- DATA SECTION
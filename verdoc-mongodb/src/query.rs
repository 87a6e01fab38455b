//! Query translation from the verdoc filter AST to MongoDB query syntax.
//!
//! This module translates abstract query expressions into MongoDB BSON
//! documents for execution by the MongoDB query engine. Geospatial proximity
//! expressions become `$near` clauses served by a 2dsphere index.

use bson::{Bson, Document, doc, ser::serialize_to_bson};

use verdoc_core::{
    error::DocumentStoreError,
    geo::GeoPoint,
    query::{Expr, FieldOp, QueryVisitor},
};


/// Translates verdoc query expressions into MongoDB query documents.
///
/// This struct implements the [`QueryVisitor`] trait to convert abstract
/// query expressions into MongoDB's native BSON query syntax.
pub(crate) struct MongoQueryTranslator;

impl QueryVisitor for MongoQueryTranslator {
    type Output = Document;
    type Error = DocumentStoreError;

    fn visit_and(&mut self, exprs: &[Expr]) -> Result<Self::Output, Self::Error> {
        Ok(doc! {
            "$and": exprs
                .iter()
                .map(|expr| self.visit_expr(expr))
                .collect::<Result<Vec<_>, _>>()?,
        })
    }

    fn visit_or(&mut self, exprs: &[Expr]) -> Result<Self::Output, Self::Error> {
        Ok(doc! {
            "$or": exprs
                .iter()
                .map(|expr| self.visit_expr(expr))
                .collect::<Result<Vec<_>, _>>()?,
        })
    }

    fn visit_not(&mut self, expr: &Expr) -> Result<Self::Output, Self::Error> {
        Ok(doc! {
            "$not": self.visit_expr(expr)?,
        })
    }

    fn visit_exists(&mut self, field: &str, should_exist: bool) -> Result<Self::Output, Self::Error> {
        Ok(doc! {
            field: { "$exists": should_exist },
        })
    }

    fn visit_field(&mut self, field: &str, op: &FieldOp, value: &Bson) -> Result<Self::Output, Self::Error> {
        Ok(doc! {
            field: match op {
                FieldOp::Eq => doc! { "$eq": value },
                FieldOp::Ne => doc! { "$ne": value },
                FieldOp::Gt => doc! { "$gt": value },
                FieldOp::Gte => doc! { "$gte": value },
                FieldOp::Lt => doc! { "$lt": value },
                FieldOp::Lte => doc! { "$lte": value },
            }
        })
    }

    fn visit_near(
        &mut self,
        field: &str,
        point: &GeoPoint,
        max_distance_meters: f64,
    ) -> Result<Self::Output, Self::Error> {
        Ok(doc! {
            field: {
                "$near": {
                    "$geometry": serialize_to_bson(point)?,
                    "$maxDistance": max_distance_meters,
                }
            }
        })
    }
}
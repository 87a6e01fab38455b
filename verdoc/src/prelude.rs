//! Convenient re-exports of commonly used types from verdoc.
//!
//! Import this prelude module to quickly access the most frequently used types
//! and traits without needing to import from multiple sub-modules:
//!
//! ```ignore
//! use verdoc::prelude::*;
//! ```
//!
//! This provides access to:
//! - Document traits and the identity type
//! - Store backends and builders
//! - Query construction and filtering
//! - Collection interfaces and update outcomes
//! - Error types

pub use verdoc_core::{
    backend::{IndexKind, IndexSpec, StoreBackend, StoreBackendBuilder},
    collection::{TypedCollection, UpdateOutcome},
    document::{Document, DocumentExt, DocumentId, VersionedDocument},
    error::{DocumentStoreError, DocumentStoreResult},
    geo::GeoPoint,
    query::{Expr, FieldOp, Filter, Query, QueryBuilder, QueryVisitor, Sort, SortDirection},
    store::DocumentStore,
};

- DESCRIPTION OF THE TASK
After locating the line that contains "and traits without", print that line and every one after it through the last line of the listing, exactly.

- RESULT FOR THIS TASK
//! and traits without needing to import from multiple sub-modules:
//!
//! ```ignore
//! use verdoc::prelude::*;
//! ```
//!
//! This provides access to:
//! - Document traits and the identity type
//! - Store backends and builders
//! - Query construction and filtering
//! - Collection interfaces and update outcomes
//! - Error types

pub use verdoc_core::{
    backend::{IndexKind, IndexSpec, StoreBackend, StoreBackendBuilder},
    collection::{TypedCollection, UpdateOutcome},
    document::{Document, DocumentExt, DocumentId, VersionedDocument},
    error::{DocumentStoreError, DocumentStoreResult},
    geo::GeoPoint,
    query::{Expr, FieldOp, Filter, Query, QueryBuilder, QueryVisitor, Sort, SortDirection},
    store::DocumentStore,
};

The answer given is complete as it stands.